Recuperare quindi il nickel o il cobalto (tanto per citarne due) delle prime generazioni di batterie destinate alle auto elettriche non è però affatto facile, in quanto è richiesto un congruo supporto tecnologico per scinderli dalla presenza di altri metalli. Ciò ha ovviamente dei costi non indifferenti e va da sé che il sistema di più vasto respiro sia invece quello di concedere alle batterie non più adatte all’automotive, una più facile e soprattutto economica “nuova vita”.

Un trend che sta diventando piuttosto popolare in terra giapponese. Proprio nel Paese del Sol Levante si stanno moltiplicando moltissimi ristoranti e locali dotati di elettrodomestici alimentati da unità elettriche prese in prestito a quelle auto che non ne hanno più bisogno. In questo caso si può addirittura scendere ad un’efficienza del 50% rispetto a quando la batteria muoveva felice un’automobile. Ma non solo, gli utilizzi che possono avere le batterie auto  esauste successivamente alla carriera a quattro ruote sono una miriade. Sempre in Giappone sono state scelte per alimentare i lampioni dell’illuminazione stradale, mentre in Scandinavia o nella più meridionale Inghilterra, assieme agli accumulatori, le batterie auto scariche sono state installate nelle cantine di molti palazzi. Da qui si ricaricano grazie all’energia solare dei pannelli fotovoltaici installati sui tetti degli edifici, dando luce agli appartamenti e agli uffici, a scale e garage – oltre a far funzionare gli ascensori. E così per altri anni, fino ad essere riutilizzate per compiti successivi per i quali sarà richiesta sempre minor energia. E poi? Per il “molto dopo” c’è sempre lo smaltimento “metallo dopo metallo”.

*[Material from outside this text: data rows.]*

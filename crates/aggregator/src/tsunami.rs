//! Correlation-id grouping of tsunami reports.

use std::collections::HashMap;

use quake_core::{
    TsunamiForecast, TsunamiForecastReport, TsunamiGrade, TsunamiObservation,
    TsunamiObservationReport,
};

/// Merge forecast reports by correlation id.
///
/// Coastal-area names are unioned per grade (first-seen order, no
/// duplicates). `highest` is the most severe grade that names at least one
/// area - an empty set at a higher grade is skipped.
pub fn group_forecasts(
    reports: &[TsunamiForecastReport],
) -> HashMap<String, TsunamiForecast> {
    let mut merged: HashMap<String, TsunamiForecast> = HashMap::new();

    for report in reports {
        let entry = merged.entry(report.correlation_id.clone()).or_default();
        for area in &report.areas {
            let Some(grade) = area.grade else { continue };
            let names = match grade {
                TsunamiGrade::MajorWarning => &mut entry.major_warning,
                TsunamiGrade::Warning => &mut entry.warning,
                TsunamiGrade::Advisory => &mut entry.advisory,
            };
            if !names.contains(&area.name) {
                names.push(area.name.clone());
            }
        }
    }

    for forecast in merged.values_mut() {
        forecast.highest = [
            TsunamiGrade::MajorWarning,
            TsunamiGrade::Warning,
            TsunamiGrade::Advisory,
        ]
        .into_iter()
        .find(|grade| !forecast.areas(*grade).is_empty());
    }

    merged
}

/// Merge observation reports by correlation id, dropping cancelled ones.
///
/// Stations flatten across areas in report order; `max_height` is the
/// maximum over every station that reported a height.
pub fn group_observations(
    reports: &[TsunamiObservationReport],
) -> HashMap<String, TsunamiObservation> {
    let mut merged: HashMap<String, TsunamiObservation> = HashMap::new();

    for report in reports.iter().filter(|r| !r.cancelled) {
        let entry = merged.entry(report.correlation_id.clone()).or_default();
        for area in &report.areas {
            for station in &area.stations {
                if let Some(height) = station.height {
                    entry.max_height =
                        Some(entry.max_height.map_or(height, |max: f64| max.max(height)));
                }
                entry.stations.push(station.clone());
            }
        }
    }

    merged
}
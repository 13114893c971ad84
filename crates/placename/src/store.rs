//! JSON-file persistence for the reading override table.

use std::collections::HashMap;
use std::fs;
use std::io::ErrorKind;
use std::path::PathBuf;

use quake_core::{OverrideStore, SourceError};
use tracing::warn;

/// Override store backed by a single JSON object on disk.
///
/// A missing file is an empty table. A file that fails to parse as a
/// string-to-string mapping is discarded with a warning and treated as
/// empty - ambient load never surfaces an error to the user.
pub struct FileOverrideStore {
    path: PathBuf,
}

impl FileOverrideStore {
    pub fn new(path: impl Into<PathBuf>) -> Self {
        Self { path: path.into() }
    }

    pub fn path(&self) -> &PathBuf {
        &self.path
    }
}

impl OverrideStore for FileOverrideStore {
    fn load(&self) -> Result<HashMap<String, String>, SourceError> {
        let text = match fs::read_to_string(&self.path) {
            Ok(text) => text,
            Err(err) if err.kind() == ErrorKind::NotFound => {
                return Ok(HashMap::new());
            }
            Err(err) => {
                return Err(SourceError::Store(format!(
                    "read {}: {}",
                    self.path.display(),
                    err
                )));
            }
        };

        match serde_json::from_str(&text) {
            Ok(overrides) => Ok(overrides),
            Err(err) => {
                warn!(
                    path = %self.path.display(),
                    error = %err,
                    "discarding corrupt override store"
                );
                Ok(HashMap::new())
            }
        }
    }

    fn save(&self, overrides: &HashMap<String, String>) -> Result<(), SourceError> {
        if let Some(parent) = self.path.parent() {
            if !parent.as_os_str().is_empty() {
                fs::create_dir_all(parent).map_err(|err| {
                    SourceError::Store(format!("create {}: {}", parent.display(), err))
                })?;
            }
        }

        let json = serde_json::to_string_pretty(overrides)?;
        fs::write(&self.path, json).map_err(|err| {
            SourceError::Store(format!("write {}: {}", self.path.display(), err))
        })
    }
}

#[cfg(test)]
mod tests {
    use super::*;

    fn temp_store(name: &str) -> FileOverrideStore {
        let path = std::env::temp_dir().join(format!(
            "namazu-override-test-{}-{}.json",
            std::process::id(),
            name
        ));
        let _ = fs::remove_file(&path);
        FileOverrideStore::new(path)
    }

    #[test]
    fn test_missing_file_is_empty() {
        let store = temp_store("missing");
        assert!(store.load().unwrap().is_empty());
    }

    #[test]
    fn test_save_then_load_round_trip() {
        let store = temp_store("round-trip");
        let mut overrides = HashMap::new();
        overrides.insert("福岡県_福岡市早良区".to_string(), String::new());
        overrides.insert("青森県_八戸市".to_string(), "はちのへし".to_string());

        store.save(&overrides).unwrap();
        assert_eq!(store.load().unwrap(), overrides);

        let _ = fs::remove_file(store.path());
    }

    #[test]
    fn test_corrupt_file_discarded() {
        let store = temp_store("corrupt");
        fs::write(store.path(), "[1, 2, 3]").unwrap();

        assert!(store.load().unwrap().is_empty());

        let _ = fs::remove_file(store.path());
    }
}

Tutto passa comunque da una serie di aspetti che con le batterie di un’automobile c’entra però davvero poco: la cultura, la politica, l’educazione. Una filiera pulita fin dall’inizio è il segreto per far sì che l’auto elettrica sia davvero utile a far respirare meglio i nostri figli e le generazioni a venire. Così come la fornitura di energia elettrica con cui “fare il pieno” di ricariche – fino al meritato fine ciclo di ogni singola batteria, sempre più destinata ad una seconda o terza vita altrove. Il tutto con un occhio al business che tutto ciò rappresenta, che nel giro di qualche lustro varrà oltre mezzo miliardo di Dollari.